EXERCISE:
Return precisely the opening lines of the listing below, ending with the line that contains "pub const PV_EPSILON: Decimal".

DATA EXTRACTS:
· · · ·

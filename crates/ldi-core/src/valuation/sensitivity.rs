use rust_decimal::Decimal;
use rust_decimal_macros::dec;
use serde::{Deserialize, Serialize};

use crate::error::LdiError;
use crate::time_value::{present_value, validate_rate};
use crate::types::{CashFlowSchedule, Money, Rate};
use crate::LdiResult;

/// Below this absolute PV a schedule is treated as worthless for duration purposes.
pub const PV_EPSILON: Decimal = dec!(0.000000000001);

// ---------------------------------------------------------------------------
// Types
// ---------------------------------------------------------------------------

/// Present value and first-order rate sensitivity of one schedule at one rate.
#[derive(Debug, Clone, PartialEq, Serialize, Deserialize)]
pub struct ValuationResult {
    /// Rate the schedule was discounted at
    pub rate: Rate,
    /// Bump used for the central difference
    pub bump: Rate,
    pub present_value: Money,
    /// PV at `rate - bump`
    pub pv_down: Money,
    /// PV at `rate + bump`
    pub pv_up: Money,
    /// (pv_down - pv_up) / 2; positive when PV falls as rates rise
    pub dv01: Money,
    /// dv01 / (present_value * bump)
    pub modified_duration: Decimal,
}

// ---------------------------------------------------------------------------
// Primitives
// ---------------------------------------------------------------------------

fn validate_bump(bump: Rate) -> LdiResult<()> {
    if bump <= Decimal::ZERO {
        return Err(LdiError::InvalidRate {
            rate: bump,
            reason: "Rate bump must be positive".into(),
        });
    }
    Ok(())
}

/// Present values at `rate - bump` and `rate + bump`.
fn bumped_values(schedule: &CashFlowSchedule, rate: Rate, bump: Rate) -> LdiResult<(Money, Money)> {
    validate_bump(bump)?;
    validate_rate(rate)?;
    let pv_down = present_value(schedule, rate - bump)?;
    let pv_up = present_value(schedule, rate + bump)?;
    Ok((pv_down, pv_up))
}

/// Central-difference DV01: `(PV(r - Δr) - PV(r + Δr)) / 2`.
pub fn dv01(schedule: &CashFlowSchedule, rate: Rate, bump: Rate) -> LdiResult<Money> {
    let (pv_down, pv_up) = bumped_values(schedule, rate, bump)?;
    central_difference(pv_down, pv_up)
}

fn central_difference(pv_down: Money, pv_up: Money) -> LdiResult<Money> {
    pv_down
        .checked_sub(pv_up)
        .map(|diff| diff / dec!(2))
        .ok_or_else(|| LdiError::overflow("DV01 central difference"))
}

/// Modified duration: `DV01 / (PV(r) · Δr)`.
///
/// Fails with [`LdiError::DegenerateValuation`] when the schedule is worth
/// (approximately) nothing at `rate`.
pub fn modified_duration(schedule: &CashFlowSchedule, rate: Rate, bump: Rate) -> LdiResult<Decimal> {
    let d = dv01(schedule, rate, bump)?;
    let pv = present_value(schedule, rate)?;
    duration_from_parts(d, pv, bump)
}

fn duration_from_parts(dv01: Money, pv: Money, bump: Rate) -> LdiResult<Decimal> {
    if pv.abs() < PV_EPSILON {
        return Err(LdiError::DegenerateValuation {
            context: "modified duration".into(),
        });
    }
    pv.checked_mul(bump)
        .and_then(|scaled| dv01.checked_div(scaled))
        .ok_or_else(|| LdiError::overflow("modified duration"))
}

/// PV, DV01 and modified duration in one pass (three PV evaluations).
pub fn value_schedule(schedule: &CashFlowSchedule, rate: Rate, bump: Rate) -> LdiResult<ValuationResult> {
    schedule.validate()?;
    let (pv_down, pv_up) = bumped_values(schedule, rate, bump)?;
    let pv = present_value(schedule, rate)?;
    let dv01 = central_difference(pv_down, pv_up)?;
    let modified_duration = duration_from_parts(dv01, pv, bump)?;

    Ok(ValuationResult {
        rate,
        bump,
        present_value: pv,
        pv_down,
        pv_up,
        dv01,
        modified_duration,
    })
}

// ---------------------------------------------------------------------------
// Tests
// ---------------------------------------------------------------------------

#[cfg(test)]
mod tests {
    use super::*;
    use crate::time_value::present_value_derivative;
    use crate::types::BASIS_POINT;
    use rust_decimal_macros::dec;

    fn coupon_schedule() -> CashFlowSchedule {
        CashFlowSchedule::annual(&[dec!(100), dec!(100), dec!(1100)])
    }

    fn zero_coupon(t: u32) -> CashFlowSchedule {
        CashFlowSchedule::from_pairs(&[(Decimal::from(t), dec!(1000))]).unwrap()
    }

    #[test]
    fn test_dv01_positive_for_long_position() {
        let d = dv01(&coupon_schedule(), dec!(0.05), BASIS_POINT).unwrap();
        assert!(d > Decimal::ZERO);
    }

    #[test]
    fn test_dv01_matches_analytic_derivative() {
        let liabilities = CashFlowSchedule::annual(&[dec!(250000); 40]);
        let rate = dec!(0.025);
        let numeric = dv01(&liabilities, rate, BASIS_POINT).unwrap();
        let analytic = -present_value_derivative(&liabilities, rate).unwrap() * BASIS_POINT;
        let rel_err = ((numeric - analytic) / analytic).abs();
        assert!(rel_err < dec!(0.01), "relative error {rel_err}");
        // Central difference is second-order accurate
        assert!(rel_err < dec!(0.0001), "relative error {rel_err}");
    }

    #[test]
    fn test_dv01_rejects_zero_bump() {
        let err = dv01(&coupon_schedule(), dec!(0.05), Decimal::ZERO).unwrap_err();
        assert!(matches!(err, LdiError::InvalidRate { .. }));
    }

    #[test]
    fn test_dv01_rejects_bump_crossing_minus_one() {
        let err = dv01(&coupon_schedule(), dec!(-0.99995), BASIS_POINT).unwrap_err();
        assert!(matches!(err, LdiError::InvalidRate { .. }));
    }

    #[test]
    fn test_zero_coupon_modified_duration() {
        let rate = dec!(0.04);
        let md = modified_duration(&zero_coupon(10), rate, BASIS_POINT).unwrap();
        let expected = dec!(10) / (Decimal::ONE + rate);
        assert!((md - expected).abs() < dec!(0.0001), "md={md}");
    }

    #[test]
    fn test_zero_coupon_duration_approaches_maturity_at_low_rates() {
        let md = modified_duration(&zero_coupon(20), dec!(0.0001), BASIS_POINT).unwrap();
        assert!((md - dec!(20)).abs() < dec!(0.01), "md={md}");
    }

    #[test]
    fn test_modified_duration_degenerate_schedule() {
        let worthless = CashFlowSchedule::annual(&[dec!(0), dec!(0)]);
        let err = modified_duration(&worthless, dec!(0.03), BASIS_POINT).unwrap_err();
        assert!(matches!(err, LdiError::DegenerateValuation { .. }));
    }

    #[test]
    fn test_value_schedule_consistent_with_primitives() {
        let s = coupon_schedule();
        let v = value_schedule(&s, dec!(0.05), BASIS_POINT).unwrap();
        assert_eq!(v.present_value, present_value(&s, dec!(0.05)).unwrap());
        assert_eq!(v.dv01, dv01(&s, dec!(0.05), BASIS_POINT).unwrap());
        assert_eq!(
            v.modified_duration,
            modified_duration(&s, dec!(0.05), BASIS_POINT).unwrap()
        );
        assert!(v.pv_down > v.present_value && v.present_value > v.pv_up);
    }

    #[test]
    fn test_value_schedule_rejects_unordered_schedule() {
        let s = CashFlowSchedule {
            flows: vec![
                crate::types::CashFlow::new(dec!(2), dec!(1)),
                crate::types::CashFlow::new(dec!(1), dec!(1)),
            ],
        };
        assert!(value_schedule(&s, dec!(0.05), BASIS_POINT).is_err());
    }

    #[test]
    fn test_value_schedule_overflow_is_typed() {
        let s = CashFlowSchedule::from_pairs(&[(dec!(20), dec!(10000000000))]).unwrap();
        let err = value_schedule(&s, dec!(-0.9), BASIS_POINT).unwrap_err();
        assert!(matches!(err, LdiError::MathOverflow { .. }), "got {err:?}");
    }
}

· · · ·

ANSWER TO THE PROBLEM:
filename crates/ldi-core/src/valuation/sensitivity.rs
use rust_decimal::Decimal;
use rust_decimal_macros::dec;
use serde::{Deserialize, Serialize};

use crate::error::LdiError;
use crate::time_value::{present_value, validate_rate};
use crate::types::{CashFlowSchedule, Money, Rate};
use crate::LdiResult;

/// Below this absolute PV a schedule is treated as worthless for duration purposes.
pub const PV_EPSILON: Decimal = dec!(0.000000000001);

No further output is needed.